TASK DIRECTIONS:
Below is a listing; repeat exactly the lines from the one containing "personal fitness log." to the one containing "pub mod config;", both included.
[RECORD EXTRACTS]
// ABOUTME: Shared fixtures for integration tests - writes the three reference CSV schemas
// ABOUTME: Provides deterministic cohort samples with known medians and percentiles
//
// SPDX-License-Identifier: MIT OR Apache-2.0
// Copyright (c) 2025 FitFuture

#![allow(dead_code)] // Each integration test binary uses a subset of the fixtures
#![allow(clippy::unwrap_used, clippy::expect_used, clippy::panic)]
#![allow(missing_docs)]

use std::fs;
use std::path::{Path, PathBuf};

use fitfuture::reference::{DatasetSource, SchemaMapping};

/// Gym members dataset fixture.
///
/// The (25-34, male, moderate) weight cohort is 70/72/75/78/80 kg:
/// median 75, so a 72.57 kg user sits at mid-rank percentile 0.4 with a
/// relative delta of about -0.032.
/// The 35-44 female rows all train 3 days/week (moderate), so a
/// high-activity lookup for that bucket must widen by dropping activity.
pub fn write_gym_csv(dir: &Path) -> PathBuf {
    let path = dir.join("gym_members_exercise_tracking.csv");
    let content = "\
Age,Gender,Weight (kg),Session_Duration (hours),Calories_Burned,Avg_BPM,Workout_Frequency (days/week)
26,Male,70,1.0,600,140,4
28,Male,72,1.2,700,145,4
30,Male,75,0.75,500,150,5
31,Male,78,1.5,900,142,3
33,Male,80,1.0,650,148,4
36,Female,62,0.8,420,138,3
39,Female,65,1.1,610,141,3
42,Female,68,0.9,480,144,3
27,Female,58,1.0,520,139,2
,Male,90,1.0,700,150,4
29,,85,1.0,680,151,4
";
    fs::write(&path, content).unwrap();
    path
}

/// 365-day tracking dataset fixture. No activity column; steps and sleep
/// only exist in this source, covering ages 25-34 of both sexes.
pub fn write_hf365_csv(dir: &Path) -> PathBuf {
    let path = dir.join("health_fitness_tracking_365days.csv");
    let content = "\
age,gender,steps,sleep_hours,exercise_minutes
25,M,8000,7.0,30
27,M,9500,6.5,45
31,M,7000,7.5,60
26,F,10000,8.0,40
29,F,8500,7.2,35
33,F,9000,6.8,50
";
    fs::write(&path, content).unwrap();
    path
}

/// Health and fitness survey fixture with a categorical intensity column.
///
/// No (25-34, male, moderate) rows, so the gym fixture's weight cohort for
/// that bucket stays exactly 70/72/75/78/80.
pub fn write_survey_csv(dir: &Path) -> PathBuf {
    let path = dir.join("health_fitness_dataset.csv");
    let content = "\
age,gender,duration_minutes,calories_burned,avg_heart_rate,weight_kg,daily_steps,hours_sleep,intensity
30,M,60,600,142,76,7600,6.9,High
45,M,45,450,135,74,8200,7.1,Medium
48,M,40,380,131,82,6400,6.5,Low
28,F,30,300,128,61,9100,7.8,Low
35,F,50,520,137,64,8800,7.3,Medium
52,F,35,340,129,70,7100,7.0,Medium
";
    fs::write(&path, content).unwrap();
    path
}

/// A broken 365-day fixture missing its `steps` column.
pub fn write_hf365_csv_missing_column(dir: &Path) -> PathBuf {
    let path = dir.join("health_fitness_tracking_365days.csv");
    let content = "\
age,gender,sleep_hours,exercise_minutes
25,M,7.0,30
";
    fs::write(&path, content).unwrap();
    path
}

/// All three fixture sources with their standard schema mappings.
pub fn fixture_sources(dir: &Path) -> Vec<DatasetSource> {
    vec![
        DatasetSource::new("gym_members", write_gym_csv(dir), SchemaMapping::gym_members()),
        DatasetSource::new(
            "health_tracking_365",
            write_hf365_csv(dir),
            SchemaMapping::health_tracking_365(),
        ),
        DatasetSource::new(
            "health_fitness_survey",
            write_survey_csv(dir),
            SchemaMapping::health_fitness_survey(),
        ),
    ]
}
[/RECORD EXTRACTS]
[RECORD EXTRACTS]
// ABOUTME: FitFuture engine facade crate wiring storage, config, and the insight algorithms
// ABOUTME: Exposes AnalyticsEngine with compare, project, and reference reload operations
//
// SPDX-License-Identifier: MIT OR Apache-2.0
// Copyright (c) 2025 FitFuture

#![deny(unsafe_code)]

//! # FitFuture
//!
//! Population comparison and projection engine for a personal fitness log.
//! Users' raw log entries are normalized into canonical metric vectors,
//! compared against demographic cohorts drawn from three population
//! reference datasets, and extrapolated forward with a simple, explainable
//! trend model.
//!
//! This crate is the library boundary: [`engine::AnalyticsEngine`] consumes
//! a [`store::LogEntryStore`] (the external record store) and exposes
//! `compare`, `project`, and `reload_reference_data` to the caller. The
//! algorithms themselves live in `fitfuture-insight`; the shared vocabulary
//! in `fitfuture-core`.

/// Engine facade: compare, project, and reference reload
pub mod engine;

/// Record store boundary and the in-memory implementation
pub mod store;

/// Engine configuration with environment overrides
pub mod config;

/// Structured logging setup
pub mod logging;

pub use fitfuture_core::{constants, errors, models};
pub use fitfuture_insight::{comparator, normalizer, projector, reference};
[/RECORD EXTRACTS]
EXERCISE OUTPUT:
//! Population comparison and projection engine for a personal fitness log.
//! Users' raw log entries are normalized into canonical metric vectors,
//! compared against demographic cohorts drawn from three population
//! reference datasets, and extrapolated forward with a simple, explainable
//! trend model.
//!
//! This crate is the library boundary: [`engine::AnalyticsEngine`] consumes
//! a [`store::LogEntryStore`] (the external record store) and exposes
//! `compare`, `project`, and `reload_reference_data` to the caller. The
//! algorithms themselves live in `fitfuture-insight`; the shared vocabulary
//! in `fitfuture-core`.

/// Engine facade: compare, project, and reference reload
pub mod engine;

/// Record store boundary and the in-memory implementation
pub mod store;

/// Engine configuration with environment overrides
pub mod config;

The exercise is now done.